Croisières et Voyages

Après avoir racheté le tour opérateur belge All Ways en janvier dernier, Rivages du Monde souhaite à l’avenir disposer d'un seul et même paquebot pour la programmation maritime des deux sociétés. RDM affrète depuis 2016, auprès de la compagnie britannique Cruise & Maritime Voyages, l’Astoria, navire d’un peu plus de 500 passagers avec lequel il rempile en 2019 pour 7 croisières, soit une durée totale de quatre mois d’exploitation. All Ways, de son côté, a l’habitude d’affréter le FTI Berlin (380 passagers) à raison d’environ 35 jours par an. « Dès que possible, à partir de 2020, mon souhait est de me désengager du Berlin pour n’exploiter qu’un navire, à la fois pour Rivages du Monde et pour All Ways. Il ne s'agit pas de mélanger, chacun aura des départs réservés à sa propre clientèle car les produits sont différents. Cela nous ferait étendre l’affrètement du navire de quatre à six mois, ce qui est une durée idéale pour nous car elle intègre le programme existant et permettra de répondre à la demande », explique à Mer et Marine le patron de RDM, Alain Souleille.

 

Le FTI Berlin (© FABIEN MONTREUIL)

Le FTI Berlin (© FABIEN MONTREUIL)

 

En attendant, l’opérateur français commercialise tout de même sur le marché hexagonal quelques croisières sur le FTI Berlin, soit quatre cette année et trois en 2019. « Nous n’avons pas l’intention de commercialiser le Berlin en France si ce n’est en effet, pour cette période de transition, sur quelques croisières, ce qui a pour but de conforter All Ways, qui a eu quelques soucis de remplissage cette année ».

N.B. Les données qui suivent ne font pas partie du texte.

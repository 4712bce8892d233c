//! Lifecycle governor
//!
//! Clears the retraction when the print lifecycle says the nozzle is no
//! longer where the retract left it. A pause suppresses exactly one such
//! clear, so the resume can unretract normally.

use super::events::LifecycleEvent;
use crate::state::{Outcome, RetractionStateMachine};

/// Arbitrates lifecycle events against the retraction state
#[derive(Debug, Clone, Default)]
pub struct LifecycleGovernor {
    /// Job queue events are delivered
    job_queue: bool,
    /// A pause is in effect; the next evaluation must not clear
    pause_suppressed: bool,
}

impl LifecycleGovernor {
    /// Create a governor; `job_queue` enables the managed-job events
    pub fn new(job_queue: bool) -> Self {
        Self {
            job_queue,
            pause_suppressed: false,
        }
    }

    pub fn has_job_queue(&self) -> bool {
        self.job_queue
    }

    pub fn is_pause_suppressed(&self) -> bool {
        self.pause_suppressed
    }

    /// Handle one event
    ///
    /// Returns the outcome of the clear when one was attempted.
    pub fn handle(
        &mut self,
        event: LifecycleEvent,
        machine: &mut RetractionStateMachine,
    ) -> Option<Outcome> {
        use LifecycleEvent::*;

        if event.is_job_event() && !self.job_queue {
            return None;
        }

        match event {
            HomingBegin | MotorsOff | JobCompleted | JobResumed => self.evaluate(machine),
            JobReset | JobStarted | JobCancelled => {
                self.pause_suppressed = false;
                self.evaluate(machine)
            }
            JobPaused => {
                self.pause_suppressed = true;
                None
            }
        }
    }

    fn evaluate(&mut self, machine: &mut RetractionStateMachine) -> Option<Outcome> {
        if !machine.is_retracted() {
            return None;
        }
        if core::mem::take(&mut self.pause_suppressed) {
            #[cfg(feature = "defmt")]
            defmt::debug!("clear suppressed by pause");
            return None;
        }
        Some(machine.clear())
    }
}
//! Printer status and command execution traits

use fwretract_protocol::GcodeCommand;

use crate::config::{Envelope, VelocityLimits};

/// Which axes have been homed
#[derive(Debug, Clone, Copy, PartialEq, Eq, Default)]
#[cfg_attr(feature = "defmt", derive(defmt::Format))]
pub struct HomedAxes {
    pub x: bool,
    pub y: bool,
    pub z: bool,
}

impl HomedAxes {
    pub const fn all() -> Self {
        Self {
            x: true,
            y: true,
            z: true,
        }
    }

    pub const fn none() -> Self {
        Self {
            x: false,
            y: false,
            z: false,
        }
    }

    /// Check if X, Y and Z are all homed
    pub fn is_all(&self) -> bool {
        self.x && self.y && self.z
    }
}

/// G-code coordinate interpretation for X/Y/Z
#[derive(Debug, Clone, Copy, PartialEq, Eq, Default)]
#[cfg_attr(feature = "defmt", derive(defmt::Format))]
pub enum CoordinateMode {
    /// G90
    #[default]
    Absolute,
    /// G91
    Relative,
}

/// Toolhead position in G-code coordinates
#[derive(Debug, Clone, Copy, PartialEq, Default)]
#[cfg_attr(feature = "defmt", derive(defmt::Format))]
pub struct Position {
    pub x: f64,
    pub y: f64,
    pub z: f64,
    pub e: f64,
}

/// Read-only view of the printer state
pub trait PrinterStatus {
    /// Axes homed since the motors were last enabled
    fn homed_axes(&self) -> HomedAxes;

    /// Check if the active extruder is hot enough to move filament
    fn can_extrude(&self) -> bool;

    /// Last commanded position
    fn gcode_position(&self) -> Position;

    /// Current coordinate mode
    fn coordinate_mode(&self) -> CoordinateMode;

    /// Velocity limits currently applied by the toolhead
    fn velocity_limits(&self) -> VelocityLimits;

    /// Travel envelope of the machine
    fn envelope(&self) -> Envelope;
}

/// Executes command scripts on the plain motion handlers
///
/// Commands given here must never be routed back through the retraction
/// rewriter.
pub trait CommandSink {
    /// Run the commands in order
    fn run_script(&mut self, script: &[GcodeCommand]);
}

/// A printer the retraction state machine can drive
pub trait Printer: PrinterStatus + CommandSink {}

impl<T: PrinterStatus + CommandSink + ?Sized> Printer for T {}
//! Z-hop geometry
//!
//! Keeps the hop inside the travel envelope and places the helix arc so it
//! never leaves the build plate.

use fwretract_protocol::ArcDirection;

use crate::config::Envelope;

/// Smallest helix radius emitted as an arc (mm)
pub const HELIX_MIN_RADIUS: f64 = 0.01;

/// Clamped hop for one retract
#[derive(Debug, Clone, Copy, PartialEq, Default)]
#[cfg_attr(feature = "defmt", derive(defmt::Format))]
pub struct HopPlan {
    /// Height actually lifted, after the envelope clamp
    pub safe_height: f64,
    /// Absolute Z at the top of the hop
    pub target_z: f64,
}

/// Placement of a helical hop
#[derive(Debug, Clone, Copy, PartialEq)]
#[cfg_attr(feature = "defmt", derive(defmt::Format))]
pub struct Helix {
    /// Arc radius, 0 when the hop degrades to a straight move
    pub radius: f64,
    /// X offset of the arc centre from the toolhead
    pub i: f64,
    /// Y offset of the arc centre from the toolhead
    pub j: f64,
    pub direction: ArcDirection,
}

impl Helix {
    /// Check if the hop must be a straight vertical move instead
    pub fn is_degenerate(&self) -> bool {
        self.radius <= 0.0
    }
}

/// Computes hop heights and helix placement for an envelope
#[derive(Debug, Clone, Copy, PartialEq)]
pub struct GeometryPlanner {
    envelope: Envelope,
}

impl GeometryPlanner {
    pub fn new(envelope: Envelope) -> Self {
        Self { envelope }
    }

    /// Hop at retract time: never above the configured height, never past Z max
    pub fn retract_hop(&self, height: f64, z: f64) -> HopPlan {
        let headroom = (self.envelope.z_max - z).max(0.0);
        let safe_height = height.min(headroom).max(0.0);
        HopPlan {
            safe_height,
            target_z: z + safe_height,
        }
    }

    /// Height to drop at unretract time, recomputed from the current Z
    ///
    /// The drop never takes the toolhead below Z=0.
    pub fn unretract_hop(&self, safe_height: f64, z: f64) -> f64 {
        if z - safe_height < 0.0 {
            z.max(0.0)
        } else {
            safe_height
        }
    }

    /// Place a helix of the given hop height at X/Y
    pub fn helix(&self, safe_height: f64, slope: f64, x: f64, y: f64) -> Helix {
        let nominal = (safe_height / slope).max(HELIX_MIN_RADIUS);

        let Some(bounds) = self.envelope.xy else {
            return Helix {
                radius: nominal,
                i: -nominal,
                j: 0.0,
                direction: ArcDirection::CounterClockwise,
            };
        };

        let (edge, distance) = bounds.nearest_edge(x, y);
        let radius = if distance <= nominal {
            0.0
        } else if distance <= 2.0 * nominal {
            (distance - nominal).max(HELIX_MIN_RADIUS)
        } else {
            nominal
        };

        let (nx, ny) = edge.inward_normal();
        let direction = if x >= bounds.mid_x() {
            ArcDirection::Clockwise
        } else {
            ArcDirection::CounterClockwise
        };

        Helix {
            radius,
            // Avoid emitting "-0" offsets
            i: nx * radius + 0.0,
            j: ny * radius + 0.0,
            direction,
        }
    }
}

#[cfg(test)]
mod tests {
    use super::*;
    use crate::config::XyBounds;
    use proptest::prelude::*;

    fn bed() -> GeometryPlanner {
        GeometryPlanner::new(Envelope::new(180.0).with_xy(XyBounds::new(0.0, 200.0, 0.0, 200.0)))
    }

    fn close(a: f64, b: f64) -> bool {
        (a - b).abs() < 1e-9
    }

    #[test]
    fn test_retract_hop_unclamped() {
        let plan = bed().retract_hop(0.4, 10.0);
        assert_eq!(plan.safe_height, 0.4);
        assert!(close(plan.target_z, 10.4));
    }

    #[test]
    fn test_retract_hop_clamped_at_z_max() {
        let plan = bed().retract_hop(2.0, 179.5);
        assert!(close(plan.safe_height, 0.5));
        assert!(close(plan.target_z, 180.0));

        // Already above the envelope
        let plan = bed().retract_hop(2.0, 181.0);
        assert_eq!(plan.safe_height, 0.0);
        assert_eq!(plan.target_z, 181.0);
    }

    #[test]
    fn test_unretract_hop_symmetric_without_travel() {
        let planner = bed();
        let plan = planner.retract_hop(2.0, 179.0);
        let drop = planner.unretract_hop(plan.safe_height, plan.target_z);
        assert!(close(drop, plan.safe_height));
        assert!(close(drop, 1.0));
    }

    #[test]
    fn test_unretract_hop_clamped_at_low_z() {
        let planner = bed();
        assert_eq!(planner.unretract_hop(0.4, 0.25), 0.25);
        assert_eq!(planner.unretract_hop(0.4, -0.1), 0.0);
        assert_eq!(planner.unretract_hop(0.4, 0.4), 0.4);
    }

    #[test]
    fn test_helix_degenerate_near_edge() {
        // Nominal radius 2 / 0.328 is about 6.1, the left edge is 3 away
        let helix = bed().helix(2.0, 0.328, 3.0, 100.0);
        assert_eq!(helix.radius, 0.0);
        assert!(helix.is_degenerate());
    }

    #[test]
    fn test_helix_full_radius_in_centre() {
        let helix = bed().helix(2.0, 0.328, 50.0, 100.0);
        assert!(close(helix.radius, 2.0 / 0.328));
        // Nearest edge is the left one, centre lies to the right
        assert!(close(helix.i, helix.radius));
        assert_eq!(helix.j, 0.0);
        assert_eq!(helix.direction, ArcDirection::CounterClockwise);
    }

    #[test]
    fn test_helix_transition_zone_shrinks() {
        let nominal = 2.0 / 0.328;
        // Near the back edge, right half of the bed
        let y = 200.0 - 1.5 * nominal;
        let helix = bed().helix(2.0, 0.328, 150.0, y);

        assert!(close(helix.radius, 0.5 * nominal));
        assert_eq!(helix.i, 0.0);
        assert!(close(helix.j, -helix.radius));
        assert_eq!(helix.direction, ArcDirection::Clockwise);
    }

    #[test]
    fn test_helix_direction_at_midpoint() {
        let helix = bed().helix(0.4, 0.328, 100.0, 100.0);
        assert_eq!(helix.direction, ArcDirection::Clockwise);
        let helix = bed().helix(0.4, 0.328, 99.9, 100.0);
        assert_eq!(helix.direction, ArcDirection::CounterClockwise);
    }

    #[test]
    fn test_helix_without_bounds() {
        let planner = GeometryPlanner::new(Envelope::new(200.0));
        let helix = planner.helix(0.4, 0.328, 0.0, 0.0);

        assert!(close(helix.radius, 0.4 / 0.328));
        assert!(close(helix.i, -helix.radius));
        assert_eq!(helix.j, 0.0);
        assert_eq!(helix.direction, ArcDirection::CounterClockwise);
    }

    #[test]
    fn test_helix_minimum_radius() {
        let planner = GeometryPlanner::new(Envelope::new(200.0));
        let helix = planner.helix(0.0, 0.328, 0.0, 0.0);
        assert_eq!(helix.radius, HELIX_MIN_RADIUS);
    }

    proptest! {
        #[test]
        fn test_retract_hop_stays_in_envelope(h in 0.0f64..10.0, z in 0.0f64..200.0) {
            let plan = bed().retract_hop(h, z);
            prop_assert!(plan.safe_height >= 0.0);
            prop_assert!(plan.safe_height <= h);
            prop_assert!(plan.target_z <= 180.0 + 1e-9 || plan.safe_height == 0.0);
        }

        #[test]
        fn test_helix_radius_never_negative(
            h in 0.1f64..5.0,
            x in -10.0f64..210.0,
            y in -10.0f64..210.0,
        ) {
            let helix = bed().helix(h, 0.328, x, y);
            prop_assert!(helix.radius >= 0.0);

            let (_, d) = XyBounds::new(0.0, 200.0, 0.0, 200.0).nearest_edge(x, y);
            let nominal = (h / 0.328).max(HELIX_MIN_RADIUS);
            if d <= nominal {
                prop_assert_eq!(helix.radius, 0.0);
            } else {
                // The whole circle stays on the plate
                prop_assert!(2.0 * helix.radius <= d + 1e-9);
            }
        }
    }
}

Affréter l'Astoria aussi longtemps que possible

Concernant l’Astoria, qui arbore désormais sur sa cheminée le logo de Rivages du Monde, Alain Souleille souhaite le conserver le plus longtemps possible. Plus vieux paquebot en activité, cet ancien liner suédois de 160 mètres et 277 cabines, entré en service en 1948 sous le nom de Stockholm, a été complètement reconstruit en 1994. Et il a été sérieusement rénové en 2013 lorsqu’il fut repris par l’éphémère compagnie portugaise Portuscale Cruises, contrainte de cesser son activité dès 2014. Propriété des banques créancières de cet ancien armateur, l’Azores, devenu Astoria, est exploité depuis début 2015 par CMV et convient parfaitement au fondateur de RDM : « Je suis fan de l’Astoria, c’est un vieux bateau mais il a de très belles lignes et à l’intérieur, tout a été refait avec goût. Ce navire a beaucoup de charme, notre clientèle l’apprécie énormément et ils sont nombreux à revenir car ils aiment voyager avec lui. Pour nous, c’est le navire idéal, avec une capacité de seulement 500 passagers et une taille qui lui permet de faire escale à peu près partout. Un tel bateau est aujourd'hui très difficile à trouver  sur le marché, du moins à des prix raisonnables ». Mais l’Astoria vieillit et il pourrait bien, dans les années qui viennent, ne plus répondre aux nouvelles règlementations maritimes, en particuliers celles relatives aux rejets atmosphériques. « Pour le moment il est parfaitement opérationnel et nous ne prévoyons pas de changer de bateau. Mais évidemment, si la question de son maintien se pose, nous chercherons un autre navire ».

 

L'Astoria (© FABIEN MONTREUIL)

L'Astoria (© FABIEN MONTREUIL)

 

Des croisières concentrées sur l'Europe du nord

En 2015, RDM avait affrété l’Astoria sur une durée beaucoup plus longue, de mai à octobre, avec un programme de 14 croisières vers les îles britanniques, l’Irlande, les fjords norvégiens, le Spitzberg, l’Islande, le Groenland, maisn aussi la Méditerranée, l’Adriatique et la mer Noire. Depuis, la société française a réduit la voilure, en se concentrant sur le Royaume-Uni et l’Irlande, la Norvège jusqu’au Spitzberg, l’Islande et le Groenland. Exit la Méditerranée, si ce n’est au travers d’un affrètement d’opportunité de 10 jours de l’Ocean Majesty (520 passagers), en octobre 2019, entre Venise et Athènes via le canal de Corinthe (croisière qui sera commercialisée directement par RDM et probablement en partenariat avec un groupe de presse). Pour le reste, la Grande Bleue, avec la réduction sensible des possibilités d’escales pour des raisons sécuritaires sur la partie surd et orientale du bassin Méditerranéen, est devenue un marché trop compliqué pour Rivages du Monde. « C’est pour le moment une zone sinistrée et en surcapacité, sur laquelle on ne peut pas se battre avec les majors de la croisière en proposant des itinéraires similaires. Nous gardons toutefois un pied en Méditerranée avec l’Ocean Majesty, qui est déjà exploité dans cette région par un opérateur allemand et que nous récupérons en fin de saison, en profitant de son positionnement sur place ».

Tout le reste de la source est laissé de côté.